*WHAT THIS TASK INVOLVES*:
Repeat the entire listing exactly.

*DATA SECTION*:
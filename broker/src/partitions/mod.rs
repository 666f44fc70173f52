pub mod cache;
pub mod partition;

*RESPONSE TO THIS TASK*:
filename broker/src/partitions/mod.rs
repository 666f44fc70173f52
pub mod cache;
pub mod partition;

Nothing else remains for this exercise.